For those who don’t recall the scene, I’ll do the next best thing — I’ll describe it. Perhaps it will jog some pleasant memories. To the best of my recollection (remember, I watched this a hell of a lot of times), Nancy (Parker’s character) winds up in an empty dive bar in the middle of the day. She makes herself at home, walking behind the counter and helping herself to a beer. The owner (MPG) then comes out and doesn’t look too pleased. She proceeds to sit at the bar, helping herself to peanuts and being thoroughly obnoxious to him. Another man comes in, sits down and starts watching the game on the overhead TV.

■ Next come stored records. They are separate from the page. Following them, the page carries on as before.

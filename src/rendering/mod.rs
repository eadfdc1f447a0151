use macroquad::prelude::*;

use crate::application::Snapshot;
use crate::domain::{Dimensions, Position};

/// Character-cell layout of the viewport.
///
/// Row 0 holds the stats line; grid row `y` sits on row `1 + y`. Within a
/// row, `margin` blank cells pad both sides and `gap` blank cells separate
/// neighboring grid cells.
#[derive(Clone, Copy, Debug, PartialEq)]
pub struct Visual {
    pub margin: usize,
    pub gap: usize,
    /// Side of one character cell in pixels
    pub cell_px: f32,
}

impl Default for Visual {
    fn default() -> Self {
        Self {
            margin: 1,
            gap: 1,
            cell_px: 12.0,
        }
    }
}

impl Visual {
    /// (column, row) of the character cell holding grid cell `pos`
    pub const fn cell_origin(&self, pos: Position) -> (usize, usize) {
        (self.margin + pos.x * (self.gap + 1), 1 + pos.y)
    }

    /// Viewport size in character cells
    pub const fn extent(&self, dims: Dimensions) -> (usize, usize) {
        let columns = 2 * self.margin + dims.width() + (dims.width() - 1) * self.gap;
        (columns, 1 + dims.height())
    }

    /// Window size in pixels
    pub fn window_size(&self, dims: Dimensions) -> (f32, f32) {
        let (columns, rows) = self.extent(dims);
        (columns as f32 * self.cell_px, rows as f32 * self.cell_px)
    }

    fn to_screen(&self, (column, row): (usize, usize)) -> (f32, f32) {
        (column as f32 * self.cell_px, row as f32 * self.cell_px)
    }
}

/// Draw stats line, live cells and cursor
pub fn draw_world(snapshot: &Snapshot<'_>, stats_line: &str, visual: &Visual) {
    let alive_color = Color::from_rgba(0, 255, 150, 255); // Bright green
    let cursor_color = Color::from_rgba(255, 255, 255, 220);

    draw_text(stats_line, 2.0, visual.cell_px * 0.85, visual.cell_px, WHITE);

    for (pos, cell) in snapshot.grid.iter_cells() {
        if !cell.is_alive() {
            continue;
        }
        let (x, y) = visual.to_screen(visual.cell_origin(pos));
        draw_rectangle(x, y, visual.cell_px, visual.cell_px, alive_color);
    }

    let (x, y) = visual.to_screen(visual.cell_origin(snapshot.cursor));
    draw_rectangle_lines(x, y, visual.cell_px, visual.cell_px, 2.0, cursor_color);
}

#[cfg(test)]
mod tests {
    use super::*;

    #[test]
    fn test_cell_origin_spacing() {
        let visual = Visual { margin: 1, gap: 1, cell_px: 10.0 };
        assert_eq!(visual.cell_origin(Position::ORIGIN), (1, 1));
        assert_eq!(visual.cell_origin(Position::new(3, 4)), (9, 4));
    }

    #[test]
    fn test_no_margin_no_gap_is_dense() {
        let visual = Visual { margin: 0, gap: 0, cell_px: 10.0 };
        assert_eq!(visual.cell_origin(Position::new(2, 5)), (5, 3));
    }

    #[test]
    fn test_extent_fits_last_cell() {
        let visual = Visual::default();
        let dims = Dimensions::new(32, 32).unwrap();
        let (columns, rows) = visual.extent(dims);
        let (last_col, last_row) = visual.cell_origin(Position::new(31, 31));
        assert_eq!(columns, last_col + 1 + visual.margin);
        assert_eq!(rows, last_row + 1);
        assert_eq!(visual.window_size(dims), (columns as f32 * 12.0, rows as f32 * 12.0));
    }
}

Nancy then pulls out a cigarette and starts to light it. MPG tells her there’s no smoking in this bar. She protests that there’s no one there, and he insists she can’t smoke. She then gestures at the sole customer sitting at the bar, “You mind?” He shakes his head. So she lights up anyway. MPG looks pissed. Then, abruptly, he turns off the TV and tells the other guy “We’re closed.” The man leaves, and MPG locks the door after him. Meanwhile, Nancy still sits at the bar, looking a bit apprehensive.

MPG slowly walks over to her, comes up right next to her. With one hand, he takes her cigarette and stubs it out, and with the other he roughly fists her hair. Oh. My. God.

Look at her face. She knows she’s in trouble.

And then the following dialogue happens:

MPG: I said no smoking. You don’t listen.
Nancy: No… no, I don’t.
MPG: Do you need someone to make you?
Nancy: Mmmhmmm…

Holy crap. Not since “You’re going to grow up, all the way, right now” has a bit of spanko dialogue made me so weak in the knees. Then the scene jumps to Nancy’s bare bottom bent over the bar, and MPG is thrashing it with his belt.

Aaaaand then the next thing we know, they’re both naked and he’s going at her like a wild stallion. Glasses are crashing and smashing and no one cares.

The scene ends with him clinging to her from behind, and Nancy, ever the grifter and opportunist, is slipping an expensive-looking watch from his wrist onto hers.

Ring any bells, kids? Any ideas where this scene could be found? Hell, I’ll purchase the entire episode if I have to. This one is a keeper. Weeds, Gentle Puppies, 2010. Anyone?